» PROMPT: Among the entries below, please repeat exactly and only the lines from the line containing "filename sdk/src/network/manager.rs" to the line containing "use std::net::SocketAddr;", both lines included.

____

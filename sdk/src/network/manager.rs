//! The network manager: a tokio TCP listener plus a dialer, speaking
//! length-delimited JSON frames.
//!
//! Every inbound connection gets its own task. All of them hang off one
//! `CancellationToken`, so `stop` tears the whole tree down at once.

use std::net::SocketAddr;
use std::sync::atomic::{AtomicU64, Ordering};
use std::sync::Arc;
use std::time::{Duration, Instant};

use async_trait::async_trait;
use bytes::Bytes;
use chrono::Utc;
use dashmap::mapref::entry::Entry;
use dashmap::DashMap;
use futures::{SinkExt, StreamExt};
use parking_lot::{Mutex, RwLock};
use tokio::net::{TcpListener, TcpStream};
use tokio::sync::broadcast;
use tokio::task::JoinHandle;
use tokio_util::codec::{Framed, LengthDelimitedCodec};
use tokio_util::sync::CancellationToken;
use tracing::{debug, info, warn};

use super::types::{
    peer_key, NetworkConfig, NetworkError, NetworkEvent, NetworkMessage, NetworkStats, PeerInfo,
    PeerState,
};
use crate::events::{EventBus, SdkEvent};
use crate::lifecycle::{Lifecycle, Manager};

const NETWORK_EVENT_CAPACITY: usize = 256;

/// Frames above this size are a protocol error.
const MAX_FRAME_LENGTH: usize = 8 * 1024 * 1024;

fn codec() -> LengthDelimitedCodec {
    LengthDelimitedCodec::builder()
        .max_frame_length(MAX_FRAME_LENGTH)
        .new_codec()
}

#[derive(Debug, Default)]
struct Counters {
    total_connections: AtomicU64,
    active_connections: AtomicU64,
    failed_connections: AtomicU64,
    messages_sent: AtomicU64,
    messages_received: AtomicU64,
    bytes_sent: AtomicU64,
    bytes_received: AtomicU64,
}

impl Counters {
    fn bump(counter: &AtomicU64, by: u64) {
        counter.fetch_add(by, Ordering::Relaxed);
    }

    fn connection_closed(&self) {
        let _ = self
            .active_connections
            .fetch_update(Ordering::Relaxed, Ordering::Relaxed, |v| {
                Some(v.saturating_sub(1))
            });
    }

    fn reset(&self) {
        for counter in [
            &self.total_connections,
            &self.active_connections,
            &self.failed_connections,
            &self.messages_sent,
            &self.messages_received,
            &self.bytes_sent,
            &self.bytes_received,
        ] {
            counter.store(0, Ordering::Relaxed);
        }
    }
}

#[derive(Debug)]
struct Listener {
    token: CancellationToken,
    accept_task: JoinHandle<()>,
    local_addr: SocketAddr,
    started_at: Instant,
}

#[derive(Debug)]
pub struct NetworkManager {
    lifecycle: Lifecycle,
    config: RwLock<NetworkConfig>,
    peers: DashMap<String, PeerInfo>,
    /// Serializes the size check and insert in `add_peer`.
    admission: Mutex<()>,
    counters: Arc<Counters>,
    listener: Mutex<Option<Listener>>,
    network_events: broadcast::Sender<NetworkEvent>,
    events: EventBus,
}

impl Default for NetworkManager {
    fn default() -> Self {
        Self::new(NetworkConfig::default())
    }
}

____

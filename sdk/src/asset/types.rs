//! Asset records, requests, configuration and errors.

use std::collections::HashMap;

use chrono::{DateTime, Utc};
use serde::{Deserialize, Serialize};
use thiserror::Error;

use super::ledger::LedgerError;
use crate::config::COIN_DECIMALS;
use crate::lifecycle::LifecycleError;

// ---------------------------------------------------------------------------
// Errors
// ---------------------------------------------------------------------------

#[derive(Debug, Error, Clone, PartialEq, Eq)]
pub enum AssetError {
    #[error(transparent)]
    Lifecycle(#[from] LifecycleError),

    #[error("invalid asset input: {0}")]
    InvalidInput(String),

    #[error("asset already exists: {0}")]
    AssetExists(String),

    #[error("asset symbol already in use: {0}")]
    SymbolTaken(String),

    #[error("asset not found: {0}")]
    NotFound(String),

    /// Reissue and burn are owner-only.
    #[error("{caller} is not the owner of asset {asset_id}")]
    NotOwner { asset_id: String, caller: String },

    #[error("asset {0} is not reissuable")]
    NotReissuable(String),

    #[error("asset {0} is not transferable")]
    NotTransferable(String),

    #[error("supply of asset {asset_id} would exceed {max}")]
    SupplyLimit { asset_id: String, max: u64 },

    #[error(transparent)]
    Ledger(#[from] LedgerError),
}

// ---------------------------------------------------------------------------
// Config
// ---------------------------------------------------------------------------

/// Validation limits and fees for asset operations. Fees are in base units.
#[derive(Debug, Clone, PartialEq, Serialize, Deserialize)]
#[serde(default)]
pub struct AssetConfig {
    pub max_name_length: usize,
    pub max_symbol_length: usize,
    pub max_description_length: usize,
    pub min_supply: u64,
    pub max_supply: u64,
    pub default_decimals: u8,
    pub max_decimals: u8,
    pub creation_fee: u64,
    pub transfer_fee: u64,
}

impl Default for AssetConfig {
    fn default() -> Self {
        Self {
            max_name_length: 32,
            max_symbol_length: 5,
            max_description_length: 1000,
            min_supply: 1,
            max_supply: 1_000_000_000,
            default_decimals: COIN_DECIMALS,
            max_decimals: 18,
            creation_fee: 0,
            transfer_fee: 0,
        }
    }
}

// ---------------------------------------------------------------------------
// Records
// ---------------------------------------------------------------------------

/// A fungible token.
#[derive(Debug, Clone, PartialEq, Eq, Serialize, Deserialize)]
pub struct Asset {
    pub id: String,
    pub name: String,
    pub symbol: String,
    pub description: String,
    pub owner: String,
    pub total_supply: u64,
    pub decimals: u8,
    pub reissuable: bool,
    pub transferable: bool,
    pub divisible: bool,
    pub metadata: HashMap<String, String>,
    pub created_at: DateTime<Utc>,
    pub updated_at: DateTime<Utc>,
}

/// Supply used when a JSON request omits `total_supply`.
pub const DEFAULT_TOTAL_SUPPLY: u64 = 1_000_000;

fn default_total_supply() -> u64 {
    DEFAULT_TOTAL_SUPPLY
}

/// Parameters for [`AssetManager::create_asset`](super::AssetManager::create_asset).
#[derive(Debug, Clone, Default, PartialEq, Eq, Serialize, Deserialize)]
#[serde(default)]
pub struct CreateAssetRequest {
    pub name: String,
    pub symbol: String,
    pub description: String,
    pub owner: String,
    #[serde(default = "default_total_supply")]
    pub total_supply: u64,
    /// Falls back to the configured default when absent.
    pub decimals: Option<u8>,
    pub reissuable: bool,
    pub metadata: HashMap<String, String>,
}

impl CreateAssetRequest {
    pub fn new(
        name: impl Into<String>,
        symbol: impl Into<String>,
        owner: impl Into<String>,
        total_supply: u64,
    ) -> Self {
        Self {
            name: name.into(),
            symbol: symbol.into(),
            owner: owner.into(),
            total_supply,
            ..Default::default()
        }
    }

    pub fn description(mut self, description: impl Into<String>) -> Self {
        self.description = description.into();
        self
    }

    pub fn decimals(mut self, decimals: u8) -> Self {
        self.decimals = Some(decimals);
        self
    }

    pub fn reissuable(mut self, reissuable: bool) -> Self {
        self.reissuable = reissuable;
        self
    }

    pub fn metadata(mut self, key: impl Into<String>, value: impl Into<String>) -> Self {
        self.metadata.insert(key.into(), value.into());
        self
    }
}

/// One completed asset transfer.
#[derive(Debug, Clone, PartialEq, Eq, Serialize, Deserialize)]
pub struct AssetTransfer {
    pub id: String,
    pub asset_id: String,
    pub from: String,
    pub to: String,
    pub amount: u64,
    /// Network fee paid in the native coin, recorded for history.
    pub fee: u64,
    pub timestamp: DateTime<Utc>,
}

____

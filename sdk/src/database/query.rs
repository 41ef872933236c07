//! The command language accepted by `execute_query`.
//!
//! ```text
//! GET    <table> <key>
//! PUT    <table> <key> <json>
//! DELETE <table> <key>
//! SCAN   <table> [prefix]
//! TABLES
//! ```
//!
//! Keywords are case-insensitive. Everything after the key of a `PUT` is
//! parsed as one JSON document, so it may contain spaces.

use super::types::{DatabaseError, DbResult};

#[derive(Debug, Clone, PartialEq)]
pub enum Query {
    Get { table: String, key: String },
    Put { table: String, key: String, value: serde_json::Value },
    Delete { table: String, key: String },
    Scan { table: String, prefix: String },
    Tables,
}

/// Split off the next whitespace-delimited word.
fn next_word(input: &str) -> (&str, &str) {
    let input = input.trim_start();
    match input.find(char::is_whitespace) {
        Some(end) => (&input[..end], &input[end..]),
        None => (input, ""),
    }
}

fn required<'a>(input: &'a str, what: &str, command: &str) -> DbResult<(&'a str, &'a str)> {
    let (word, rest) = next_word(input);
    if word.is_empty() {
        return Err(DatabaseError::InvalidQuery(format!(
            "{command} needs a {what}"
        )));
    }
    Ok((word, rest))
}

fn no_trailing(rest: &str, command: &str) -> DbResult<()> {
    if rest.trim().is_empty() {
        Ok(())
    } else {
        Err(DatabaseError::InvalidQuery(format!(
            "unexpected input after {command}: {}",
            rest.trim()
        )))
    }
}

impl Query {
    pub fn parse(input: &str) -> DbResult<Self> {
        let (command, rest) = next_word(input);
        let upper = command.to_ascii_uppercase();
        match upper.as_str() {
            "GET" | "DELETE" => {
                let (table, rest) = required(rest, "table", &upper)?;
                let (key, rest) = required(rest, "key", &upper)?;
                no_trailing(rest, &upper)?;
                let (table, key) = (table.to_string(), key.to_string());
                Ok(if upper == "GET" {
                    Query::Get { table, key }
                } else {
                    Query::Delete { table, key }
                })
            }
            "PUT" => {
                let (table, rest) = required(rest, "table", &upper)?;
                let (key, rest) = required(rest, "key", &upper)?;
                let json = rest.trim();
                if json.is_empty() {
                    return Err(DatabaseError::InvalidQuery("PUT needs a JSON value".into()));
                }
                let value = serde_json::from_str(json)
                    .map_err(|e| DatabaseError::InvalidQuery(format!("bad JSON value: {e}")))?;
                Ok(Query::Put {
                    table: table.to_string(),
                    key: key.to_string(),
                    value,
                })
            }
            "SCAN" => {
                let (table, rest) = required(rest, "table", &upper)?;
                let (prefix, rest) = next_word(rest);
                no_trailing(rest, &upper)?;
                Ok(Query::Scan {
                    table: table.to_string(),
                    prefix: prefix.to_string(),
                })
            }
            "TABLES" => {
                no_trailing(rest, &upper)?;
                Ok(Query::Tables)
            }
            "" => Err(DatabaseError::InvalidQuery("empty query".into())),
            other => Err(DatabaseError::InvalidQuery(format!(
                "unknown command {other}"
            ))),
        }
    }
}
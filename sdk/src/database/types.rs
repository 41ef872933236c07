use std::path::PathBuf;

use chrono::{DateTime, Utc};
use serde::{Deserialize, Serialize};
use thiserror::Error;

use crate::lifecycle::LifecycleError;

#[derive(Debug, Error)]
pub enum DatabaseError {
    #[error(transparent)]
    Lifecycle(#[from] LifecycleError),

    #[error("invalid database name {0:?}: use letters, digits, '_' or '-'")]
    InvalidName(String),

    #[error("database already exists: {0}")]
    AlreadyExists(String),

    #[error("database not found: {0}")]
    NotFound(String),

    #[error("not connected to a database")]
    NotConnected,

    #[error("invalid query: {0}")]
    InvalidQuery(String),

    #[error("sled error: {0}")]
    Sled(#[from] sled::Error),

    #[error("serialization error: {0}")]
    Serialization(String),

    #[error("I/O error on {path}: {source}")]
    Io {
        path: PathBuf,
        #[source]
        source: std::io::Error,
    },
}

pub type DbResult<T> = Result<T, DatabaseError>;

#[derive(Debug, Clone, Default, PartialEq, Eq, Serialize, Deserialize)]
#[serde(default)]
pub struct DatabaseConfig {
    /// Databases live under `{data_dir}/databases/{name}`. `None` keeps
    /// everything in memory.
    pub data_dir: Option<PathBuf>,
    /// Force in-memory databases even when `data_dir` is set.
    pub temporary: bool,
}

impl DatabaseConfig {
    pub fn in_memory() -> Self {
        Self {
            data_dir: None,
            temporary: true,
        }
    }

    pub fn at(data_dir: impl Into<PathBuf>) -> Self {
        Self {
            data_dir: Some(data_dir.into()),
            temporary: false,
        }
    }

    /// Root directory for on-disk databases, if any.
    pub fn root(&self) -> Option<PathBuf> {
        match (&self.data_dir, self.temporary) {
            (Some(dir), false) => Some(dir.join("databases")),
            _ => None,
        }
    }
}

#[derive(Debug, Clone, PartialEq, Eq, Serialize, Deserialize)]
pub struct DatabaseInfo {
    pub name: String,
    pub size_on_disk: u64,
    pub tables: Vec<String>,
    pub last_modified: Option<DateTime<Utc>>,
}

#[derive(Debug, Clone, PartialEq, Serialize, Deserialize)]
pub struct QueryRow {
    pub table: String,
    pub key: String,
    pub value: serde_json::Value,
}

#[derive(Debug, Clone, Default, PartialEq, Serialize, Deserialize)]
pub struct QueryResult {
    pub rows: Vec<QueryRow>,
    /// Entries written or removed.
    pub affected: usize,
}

____

» RESPONSE TO THIS EXERCISE:
filename sdk/src/network/manager.rs
//! The network manager: a tokio TCP listener plus a dialer, speaking
//! length-delimited JSON frames.
//!
//! Every inbound connection gets its own task. All of them hang off one
//! `CancellationToken`, so `stop` tears the whole tree down at once.

use std::net::SocketAddr;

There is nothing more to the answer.